For each line of the data below that contains "report", return that line.

*** DATA EXTRACT

//! Structured observability hooks for the sync lifecycle.
//!
//! Spans:
//! - `reposync.run` tagged with a fresh run id, wrapping one orchestrator run
//! - `reposync.repo` tagged with the repository name, one per repository
//!
//! Events carry an `event` field so log pipelines can filter on it.

use std::time::Duration;

use tracing::{info, warn, Span};
use uuid::Uuid;

use crate::error::DiscoveryError;
use crate::model::{RepositoryState, SyncResult, SyncStatus};
use crate::planner::SyncPlan;

/// A fresh run identifier.
pub fn new_run_id() -> String {
    Uuid::new_v4().to_string()
}

/// Span for one orchestrator run. Attach with `Instrument::instrument`.
pub fn sync_span(run_id: &str) -> Span {
    tracing::info_span!("reposync.run", run_id = %run_id)
}

pub fn repo_span(name: &str) -> Span {
    tracing::info_span!("reposync.repo", repo = %name)
}

pub fn emit_sync_started(run_id: &str, repositories: usize, dry_run: bool, max_parallel: usize) {
    info!(
        event = "sync.started",
        run_id = %run_id,
        repositories = repositories,
        dry_run = dry_run,
        max_parallel = max_parallel,
    );
}

/// Emit event: a candidate repository was excluded during discovery.
pub fn emit_discovery_warning(strategy: &str, error: &DiscoveryError) {
    warn!(event = "repo.discovery_warning", strategy = strategy, error = %error);
}

pub fn emit_repo_planned(name: &str, plan: &SyncPlan, state: &RepositoryState) {
    info!(
        event = "repo.planned",
        repo = %name,
        action = plan.action.as_str(),
        dry_run = plan.dry_run,
        branch = %state.branch,
        ahead = state.ahead,
        behind = state.behind,
        dirty = state.dirty,
    );
}

/// Emit event: merge stopped on conflicts and was rolled back.
pub fn emit_merge_aborted(name: &str, conflicted_files: usize) {
    warn!(event = "repo.merge_aborted", repo = %name, files = conflicted_files);
}

/// Emit event: one repository reached its final status. Errors log at warn.
pub fn emit_repo_finished(result: &SyncResult, elapsed: Duration) {
    let action = result.action.map(|a| a.as_str()).unwrap_or("-");
    let message = result.message.as_deref().unwrap_or("");
    if result.status == SyncStatus::Error {
        warn!(
            event = "repo.finished",
            repo = %result.name,
            action = action,
            status = result.status.as_str(),
            duration_ms = elapsed.as_millis() as u64,
            message = message,
        );
    } else {
        info!(
            event = "repo.finished",
            repo = %result.name,
            action = action,
            status = result.status.as_str(),
            duration_ms = elapsed.as_millis() as u64,
            message = message,
        );
    }
}

pub fn emit_sync_finished(run_id: &str, results: &[SyncResult], elapsed: Duration) {
    let count = |status: SyncStatus| results.iter().filter(|r| r.status == status).count();
    info!(
        event = "sync.finished",
        run_id = %run_id,
        duration_ms = elapsed.as_millis() as u64,
        succeeded = count(SyncStatus::Success),
        conflicted = count(SyncStatus::Conflict),
        skipped = count(SyncStatus::Skipped),
        errored = count(SyncStatus::Error),
    );
}
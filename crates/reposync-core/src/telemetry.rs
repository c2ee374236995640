//! Tracing initialisation for the `reposync` binary.
//!
//! reposync splits its two output channels:
//!
//! * **stdout** carries only the sync report (text or `--format json`), so it
//!   can be piped into `jq` or stored as an artifact untouched.
//! * **stderr** carries every diagnostic: the `sync.*` and `repo.*`
//!   lifecycle events from [`crate::obs`] plus git command traces at `debug`.
//!
//! `--json` switches the stderr stream to newline-delimited JSON for log
//! shippers; it has no effect on the report format.

use std::io;

use tracing::Level;
use tracing_subscriber::filter::LevelFilter;
use tracing_subscriber::layer::SubscriberExt;
use tracing_subscriber::util::SubscriberInitExt;
use tracing_subscriber::{fmt, EnvFilter};

/// Install the global subscriber writing to stderr.
///
/// `RUST_LOG` takes precedence (e.g. `RUST_LOG=reposync_core=debug`);
/// otherwise everything at `level` and above is shown. Returns `false` when a
/// subscriber was already installed, in which case nothing changes.
pub fn init_tracing(json: bool, level: Level) -> bool {
    let filter = EnvFilter::try_from_default_env().unwrap_or_else(|_| {
        EnvFilter::default().add_directive(LevelFilter::from_level(level).into())
    });

    let json_layer = json.then(|| {
        fmt::layer()
            .with_target(false)
            .with_writer(io::stderr)
            .json()
    });
    let text_layer = (!json).then(|| fmt::layer().with_target(false).with_writer(io::stderr));

    tracing_subscriber::registry()
        .with(filter)
        .with(json_layer)
        .with(text_layer)
        .try_init()
        .is_ok()
}

#[cfg(test)]
mod tests {
    use super::*;

    #[test]
    fn test_second_init_is_a_no_op() {
        init_tracing(false, Level::INFO);
        assert!(!init_tracing(true, Level::DEBUG));
    }
}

******

▶ **ANSWER SPACE**:
//! * **stdout** carries only the sync report (text or `--format json`), so it
//! shippers; it has no effect on the report format.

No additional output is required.